> [The task]: Scan the entries below. Report each line where the string "access" occurs.

━━━━━ Supplied records ━━━━━

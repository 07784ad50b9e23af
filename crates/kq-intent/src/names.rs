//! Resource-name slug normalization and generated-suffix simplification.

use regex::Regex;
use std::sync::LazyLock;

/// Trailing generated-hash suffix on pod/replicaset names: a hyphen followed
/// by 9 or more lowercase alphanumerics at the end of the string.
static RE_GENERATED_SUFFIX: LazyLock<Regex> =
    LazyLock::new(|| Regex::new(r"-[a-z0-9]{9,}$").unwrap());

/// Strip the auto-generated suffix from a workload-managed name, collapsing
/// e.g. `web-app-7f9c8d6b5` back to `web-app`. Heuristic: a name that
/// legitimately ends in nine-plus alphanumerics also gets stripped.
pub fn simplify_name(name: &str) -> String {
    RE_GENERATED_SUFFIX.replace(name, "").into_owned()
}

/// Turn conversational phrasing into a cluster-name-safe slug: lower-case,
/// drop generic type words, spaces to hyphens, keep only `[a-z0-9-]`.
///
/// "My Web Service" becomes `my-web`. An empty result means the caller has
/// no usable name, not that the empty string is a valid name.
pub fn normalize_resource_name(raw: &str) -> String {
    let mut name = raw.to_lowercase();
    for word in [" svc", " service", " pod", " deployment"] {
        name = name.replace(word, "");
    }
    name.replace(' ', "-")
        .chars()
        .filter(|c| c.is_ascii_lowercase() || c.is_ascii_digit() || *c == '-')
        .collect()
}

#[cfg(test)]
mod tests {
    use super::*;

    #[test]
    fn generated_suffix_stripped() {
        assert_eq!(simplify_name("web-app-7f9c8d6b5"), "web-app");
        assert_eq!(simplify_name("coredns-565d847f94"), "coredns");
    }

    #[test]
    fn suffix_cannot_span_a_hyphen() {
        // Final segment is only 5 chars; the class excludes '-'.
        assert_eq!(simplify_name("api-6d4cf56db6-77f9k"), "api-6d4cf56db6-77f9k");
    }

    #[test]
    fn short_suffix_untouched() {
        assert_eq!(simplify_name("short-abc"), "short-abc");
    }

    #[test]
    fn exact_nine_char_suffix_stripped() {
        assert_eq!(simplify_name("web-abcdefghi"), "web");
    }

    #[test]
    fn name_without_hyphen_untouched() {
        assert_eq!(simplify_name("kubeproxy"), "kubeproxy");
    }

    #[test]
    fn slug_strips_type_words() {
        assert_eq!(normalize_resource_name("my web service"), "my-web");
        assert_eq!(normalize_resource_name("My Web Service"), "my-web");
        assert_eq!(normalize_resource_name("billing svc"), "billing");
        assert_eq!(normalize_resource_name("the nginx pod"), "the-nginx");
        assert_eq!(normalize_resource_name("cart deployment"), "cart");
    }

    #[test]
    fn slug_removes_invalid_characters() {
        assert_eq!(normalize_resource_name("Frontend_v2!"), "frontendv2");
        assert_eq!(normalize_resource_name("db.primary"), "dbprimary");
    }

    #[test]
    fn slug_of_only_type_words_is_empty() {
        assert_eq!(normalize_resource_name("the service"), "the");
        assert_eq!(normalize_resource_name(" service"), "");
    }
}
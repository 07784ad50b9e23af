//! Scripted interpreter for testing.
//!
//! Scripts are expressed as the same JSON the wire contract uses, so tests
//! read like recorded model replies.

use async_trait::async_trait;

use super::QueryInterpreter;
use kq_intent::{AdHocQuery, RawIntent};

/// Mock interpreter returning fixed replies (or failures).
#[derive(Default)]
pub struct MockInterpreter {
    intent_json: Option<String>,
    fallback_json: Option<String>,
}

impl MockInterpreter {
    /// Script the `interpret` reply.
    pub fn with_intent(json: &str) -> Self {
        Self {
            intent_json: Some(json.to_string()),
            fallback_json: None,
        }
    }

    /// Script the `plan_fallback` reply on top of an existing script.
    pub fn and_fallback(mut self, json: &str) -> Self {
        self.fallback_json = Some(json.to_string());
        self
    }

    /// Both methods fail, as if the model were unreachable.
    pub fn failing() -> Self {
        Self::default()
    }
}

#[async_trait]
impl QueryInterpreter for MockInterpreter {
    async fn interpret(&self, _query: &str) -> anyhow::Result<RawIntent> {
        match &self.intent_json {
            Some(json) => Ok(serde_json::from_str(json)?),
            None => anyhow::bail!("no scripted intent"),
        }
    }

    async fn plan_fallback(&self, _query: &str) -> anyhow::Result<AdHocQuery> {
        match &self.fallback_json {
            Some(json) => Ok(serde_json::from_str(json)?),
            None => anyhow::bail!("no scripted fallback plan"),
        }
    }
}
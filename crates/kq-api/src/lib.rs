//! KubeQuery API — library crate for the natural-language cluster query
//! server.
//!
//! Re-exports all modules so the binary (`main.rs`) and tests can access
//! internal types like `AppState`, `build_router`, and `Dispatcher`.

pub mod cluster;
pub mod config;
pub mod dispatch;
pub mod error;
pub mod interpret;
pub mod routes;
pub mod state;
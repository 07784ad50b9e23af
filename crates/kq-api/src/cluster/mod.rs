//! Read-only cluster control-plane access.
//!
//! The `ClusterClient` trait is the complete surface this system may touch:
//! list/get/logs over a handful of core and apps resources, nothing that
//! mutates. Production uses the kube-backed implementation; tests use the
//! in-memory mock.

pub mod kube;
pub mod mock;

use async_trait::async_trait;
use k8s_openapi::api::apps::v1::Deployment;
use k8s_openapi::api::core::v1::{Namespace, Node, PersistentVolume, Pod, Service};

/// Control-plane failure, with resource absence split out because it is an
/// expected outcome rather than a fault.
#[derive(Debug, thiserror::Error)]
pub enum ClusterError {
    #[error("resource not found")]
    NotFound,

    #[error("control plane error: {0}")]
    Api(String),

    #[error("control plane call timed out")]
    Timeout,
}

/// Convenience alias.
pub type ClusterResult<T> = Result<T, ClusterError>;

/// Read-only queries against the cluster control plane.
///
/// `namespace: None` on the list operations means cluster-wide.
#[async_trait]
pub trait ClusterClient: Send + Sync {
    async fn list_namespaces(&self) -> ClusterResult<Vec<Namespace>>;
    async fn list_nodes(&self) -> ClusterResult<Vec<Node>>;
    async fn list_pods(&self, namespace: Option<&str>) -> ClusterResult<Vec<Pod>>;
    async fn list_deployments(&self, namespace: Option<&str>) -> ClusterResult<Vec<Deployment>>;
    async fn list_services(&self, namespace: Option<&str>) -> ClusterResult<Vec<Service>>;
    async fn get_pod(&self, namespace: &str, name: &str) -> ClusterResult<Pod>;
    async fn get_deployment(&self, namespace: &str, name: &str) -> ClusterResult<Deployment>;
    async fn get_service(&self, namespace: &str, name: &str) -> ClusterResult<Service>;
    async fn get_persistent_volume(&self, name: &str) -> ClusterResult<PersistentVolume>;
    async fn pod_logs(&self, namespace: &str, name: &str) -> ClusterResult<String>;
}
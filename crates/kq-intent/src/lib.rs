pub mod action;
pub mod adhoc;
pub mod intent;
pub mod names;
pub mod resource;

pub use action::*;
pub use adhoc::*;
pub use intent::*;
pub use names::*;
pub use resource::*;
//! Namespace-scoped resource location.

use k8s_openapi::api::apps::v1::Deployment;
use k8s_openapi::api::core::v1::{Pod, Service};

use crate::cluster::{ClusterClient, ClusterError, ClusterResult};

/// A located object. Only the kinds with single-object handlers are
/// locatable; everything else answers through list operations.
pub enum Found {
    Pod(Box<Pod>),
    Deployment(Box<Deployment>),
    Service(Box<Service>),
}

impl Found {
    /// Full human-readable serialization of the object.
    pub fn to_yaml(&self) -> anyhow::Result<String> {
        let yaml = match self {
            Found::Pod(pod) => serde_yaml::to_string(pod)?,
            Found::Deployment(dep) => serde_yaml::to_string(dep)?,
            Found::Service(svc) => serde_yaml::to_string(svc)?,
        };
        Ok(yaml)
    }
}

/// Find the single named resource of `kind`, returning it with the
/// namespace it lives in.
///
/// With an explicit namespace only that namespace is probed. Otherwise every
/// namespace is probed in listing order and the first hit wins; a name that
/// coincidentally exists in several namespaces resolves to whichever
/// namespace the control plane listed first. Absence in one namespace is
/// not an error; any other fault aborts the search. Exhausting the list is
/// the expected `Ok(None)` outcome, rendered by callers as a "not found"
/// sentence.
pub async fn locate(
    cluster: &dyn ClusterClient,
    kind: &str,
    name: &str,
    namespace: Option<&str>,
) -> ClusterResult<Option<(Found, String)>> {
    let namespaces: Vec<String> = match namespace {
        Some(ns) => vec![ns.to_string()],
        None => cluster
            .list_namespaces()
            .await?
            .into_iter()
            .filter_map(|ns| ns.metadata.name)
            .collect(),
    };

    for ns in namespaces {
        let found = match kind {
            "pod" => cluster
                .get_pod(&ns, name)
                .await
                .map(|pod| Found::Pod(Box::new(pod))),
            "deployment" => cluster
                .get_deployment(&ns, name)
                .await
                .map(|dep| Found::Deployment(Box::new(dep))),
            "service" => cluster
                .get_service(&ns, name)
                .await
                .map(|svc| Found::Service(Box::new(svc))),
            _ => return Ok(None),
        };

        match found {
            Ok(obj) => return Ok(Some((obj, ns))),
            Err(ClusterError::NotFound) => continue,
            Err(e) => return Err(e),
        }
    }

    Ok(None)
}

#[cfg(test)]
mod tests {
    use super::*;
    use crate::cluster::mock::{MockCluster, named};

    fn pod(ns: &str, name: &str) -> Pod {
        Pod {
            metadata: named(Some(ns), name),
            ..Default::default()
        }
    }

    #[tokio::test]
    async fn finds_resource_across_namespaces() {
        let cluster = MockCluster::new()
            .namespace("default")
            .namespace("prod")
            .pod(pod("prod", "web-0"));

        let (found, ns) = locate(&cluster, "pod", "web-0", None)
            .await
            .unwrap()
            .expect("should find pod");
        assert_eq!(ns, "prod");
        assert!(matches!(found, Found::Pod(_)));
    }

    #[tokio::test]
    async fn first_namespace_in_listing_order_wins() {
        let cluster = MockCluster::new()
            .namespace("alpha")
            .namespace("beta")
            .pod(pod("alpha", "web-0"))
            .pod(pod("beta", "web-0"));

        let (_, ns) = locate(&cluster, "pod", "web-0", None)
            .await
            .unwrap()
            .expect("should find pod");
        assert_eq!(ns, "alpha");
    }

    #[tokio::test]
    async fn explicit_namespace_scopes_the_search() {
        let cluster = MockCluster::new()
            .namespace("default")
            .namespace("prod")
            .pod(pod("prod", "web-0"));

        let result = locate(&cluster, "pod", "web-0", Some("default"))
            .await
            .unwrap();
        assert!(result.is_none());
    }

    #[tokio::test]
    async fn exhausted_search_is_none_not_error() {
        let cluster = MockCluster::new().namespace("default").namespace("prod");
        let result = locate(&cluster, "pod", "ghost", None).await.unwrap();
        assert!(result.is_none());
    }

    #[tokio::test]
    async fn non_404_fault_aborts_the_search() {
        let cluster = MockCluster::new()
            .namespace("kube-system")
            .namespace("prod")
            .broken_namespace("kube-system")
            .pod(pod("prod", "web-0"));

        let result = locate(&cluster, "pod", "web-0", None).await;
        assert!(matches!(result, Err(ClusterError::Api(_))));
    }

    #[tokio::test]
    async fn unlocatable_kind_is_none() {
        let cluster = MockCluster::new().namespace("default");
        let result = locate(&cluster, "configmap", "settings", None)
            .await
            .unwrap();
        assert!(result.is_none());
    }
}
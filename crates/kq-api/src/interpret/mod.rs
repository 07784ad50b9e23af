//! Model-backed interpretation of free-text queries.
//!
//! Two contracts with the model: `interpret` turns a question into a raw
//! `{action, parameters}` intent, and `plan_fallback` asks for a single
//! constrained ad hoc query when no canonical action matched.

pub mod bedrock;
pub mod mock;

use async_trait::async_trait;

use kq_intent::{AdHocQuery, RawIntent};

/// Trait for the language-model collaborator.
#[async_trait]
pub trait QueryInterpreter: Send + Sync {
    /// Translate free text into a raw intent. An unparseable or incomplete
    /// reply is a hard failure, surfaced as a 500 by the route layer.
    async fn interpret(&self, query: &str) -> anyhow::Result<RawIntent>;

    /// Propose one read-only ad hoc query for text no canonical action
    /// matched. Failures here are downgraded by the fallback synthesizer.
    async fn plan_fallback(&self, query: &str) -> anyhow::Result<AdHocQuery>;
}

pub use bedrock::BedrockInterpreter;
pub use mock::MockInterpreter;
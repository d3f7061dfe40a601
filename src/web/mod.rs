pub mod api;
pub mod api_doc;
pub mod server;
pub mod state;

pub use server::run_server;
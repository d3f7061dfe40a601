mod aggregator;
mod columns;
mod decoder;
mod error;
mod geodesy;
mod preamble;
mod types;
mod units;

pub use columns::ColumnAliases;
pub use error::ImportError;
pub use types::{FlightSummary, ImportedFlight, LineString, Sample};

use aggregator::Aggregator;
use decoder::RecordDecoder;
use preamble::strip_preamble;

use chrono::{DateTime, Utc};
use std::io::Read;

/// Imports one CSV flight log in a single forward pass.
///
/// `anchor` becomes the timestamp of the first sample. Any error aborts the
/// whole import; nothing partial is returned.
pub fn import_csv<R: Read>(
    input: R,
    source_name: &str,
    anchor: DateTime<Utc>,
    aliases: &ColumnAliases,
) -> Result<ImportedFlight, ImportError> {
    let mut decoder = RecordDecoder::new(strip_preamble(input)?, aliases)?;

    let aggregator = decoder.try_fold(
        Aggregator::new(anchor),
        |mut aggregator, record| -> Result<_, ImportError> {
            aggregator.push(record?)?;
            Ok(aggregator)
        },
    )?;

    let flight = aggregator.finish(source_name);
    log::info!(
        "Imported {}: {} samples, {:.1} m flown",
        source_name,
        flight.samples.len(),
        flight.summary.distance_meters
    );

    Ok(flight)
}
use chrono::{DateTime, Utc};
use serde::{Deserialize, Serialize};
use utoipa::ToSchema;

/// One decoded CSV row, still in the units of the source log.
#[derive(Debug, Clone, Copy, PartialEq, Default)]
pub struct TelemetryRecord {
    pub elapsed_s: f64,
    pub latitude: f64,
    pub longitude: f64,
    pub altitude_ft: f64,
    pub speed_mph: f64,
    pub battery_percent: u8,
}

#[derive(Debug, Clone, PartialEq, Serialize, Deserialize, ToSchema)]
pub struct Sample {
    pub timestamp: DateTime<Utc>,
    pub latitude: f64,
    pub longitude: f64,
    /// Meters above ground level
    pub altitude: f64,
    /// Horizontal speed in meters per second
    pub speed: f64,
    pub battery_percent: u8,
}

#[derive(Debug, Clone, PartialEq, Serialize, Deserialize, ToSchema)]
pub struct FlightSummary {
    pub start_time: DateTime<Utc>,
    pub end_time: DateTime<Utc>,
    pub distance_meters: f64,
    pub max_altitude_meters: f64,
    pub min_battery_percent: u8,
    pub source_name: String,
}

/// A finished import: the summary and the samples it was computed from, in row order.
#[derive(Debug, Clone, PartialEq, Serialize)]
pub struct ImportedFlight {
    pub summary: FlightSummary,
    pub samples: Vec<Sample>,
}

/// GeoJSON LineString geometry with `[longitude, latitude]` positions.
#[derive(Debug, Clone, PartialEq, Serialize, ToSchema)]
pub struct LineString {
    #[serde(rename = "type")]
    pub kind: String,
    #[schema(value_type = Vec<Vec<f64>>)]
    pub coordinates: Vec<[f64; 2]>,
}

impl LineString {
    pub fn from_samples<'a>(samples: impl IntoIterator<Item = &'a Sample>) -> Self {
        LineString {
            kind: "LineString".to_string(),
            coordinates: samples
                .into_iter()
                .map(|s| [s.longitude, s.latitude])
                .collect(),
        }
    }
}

━━━━━

> [Solution to this exercise]:
//! Re-exports all modules so the binary (`main.rs`) and tests can access
//! Read-only cluster control-plane access.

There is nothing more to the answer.